- EXERCISE INPUTS:
use std::sync::LazyLock;

use regex::Regex;
use serde::{Deserialize, Serialize};

use crate::error::{Error, Result};

static PR_URL_RE: LazyLock<Regex> = LazyLock::new(|| {
    Regex::new(r"(?:https?://)?(?:www\.)?github\.com/([^/]+)/([^/]+)/pull/(\d+)")
        .expect("PR URL regex is valid")
});

static FILE_ISSUE_RE: LazyLock<Regex> =
    LazyLock::new(|| Regex::new(r"\*\*(.+?)\*\*:?\s*(.+)").expect("file issue regex is valid"));

#[derive(Debug, Clone, PartialEq, Eq, Serialize, Deserialize)]
#[serde(rename_all = "camelCase")]
pub struct PrReviewRequest {
    pub repo_owner: String,
    pub repo_name: String,
    pub pr_number: u64,
}

#[derive(Debug, Clone, Copy, PartialEq, Eq, Serialize, Deserialize)]
#[serde(rename_all = "snake_case")]
pub enum ReviewStatus {
    Success,
    Error,
    NoSuggestions,
}

#[derive(Debug, Clone, PartialEq, Serialize, Deserialize)]
#[serde(rename_all = "camelCase")]
pub struct DiffComment {
    pub file_name: String,
    pub diff_line: i64,
    pub comment: String,
}

#[derive(Debug, Clone, PartialEq, Serialize, Deserialize)]
#[serde(rename_all = "camelCase")]
pub struct PrReviewResponse {
    pub status: ReviewStatus,
    pub pr_number: u64,
    #[serde(default)]
    pub review_summary: Option<String>,
    #[serde(default)]
    pub comments: Vec<DiffComment>,
    #[serde(default)]
    pub error_message: Option<String>,
}

impl PrReviewResponse {
    /// Surface a reviewer-side `error` status as an `Err`.
    pub fn into_result(self) -> Result<Self> {
        if self.status == ReviewStatus::Error {
            let msg = self
                .error_message
                .or(self.review_summary)
                .unwrap_or_else(|| "failed to review pull request".to_string());
            return Err(Error::Review(msg));
        }
        Ok(self)
    }
}

/// Extract owner, repo and PR number from a GitHub pull request URL.
pub fn parse_pr_url(url: &str) -> Result<PrReviewRequest> {
    let url = url.trim();
    if url.is_empty() {
        return Err(Error::InvalidPrUrl("empty URL".to_string()));
    }

    let caps = PR_URL_RE.captures(url).ok_or_else(|| {
        Error::InvalidPrUrl(format!(
            "{url} (expected: https://github.com/owner/repo/pull/123)"
        ))
    })?;

    let pr_number = caps[3]
        .parse::<u64>()
        .map_err(|_| Error::InvalidPrUrl(format!("PR number out of range in {url}")))?;

    Ok(PrReviewRequest {
        repo_owner: caps[1].to_string(),
        repo_name: caps[2].to_string(),
        pr_number,
    })
}

/// Pull `(file, issue)` pairs out of a review summary.
///
/// Only lines that mention a bold `**...**` marker and a `.java` file are
/// considered, matching how the reviewer formats per-file findings.
pub fn extract_file_issues(summary: &str) -> Vec<(String, String)> {
    summary
        .lines()
        .filter(|line| line.contains("**") && line.contains(".java"))
        .filter_map(|line| {
            FILE_ISSUE_RE
                .captures(line)
                .map(|c| (c[1].to_string(), c[2].to_string()))
        })
        .collect()
}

- WORK ITEM:
Transcribe, please, every line from the first line of the listing above through the line with "issue regex is". Keep both ends and nothing else.

- SOLUTION TO THIS EXERCISE:
use std::sync::LazyLock;

use regex::Regex;
use serde::{Deserialize, Serialize};

use crate::error::{Error, Result};

static PR_URL_RE: LazyLock<Regex> = LazyLock::new(|| {
    Regex::new(r"(?:https?://)?(?:www\.)?github\.com/([^/]+)/([^/]+)/pull/(\d+)")
        .expect("PR URL regex is valid")
});

static FILE_ISSUE_RE: LazyLock<Regex> =
    LazyLock::new(|| Regex::new(r"\*\*(.+?)\*\*:?\s*(.+)").expect("file issue regex is valid"));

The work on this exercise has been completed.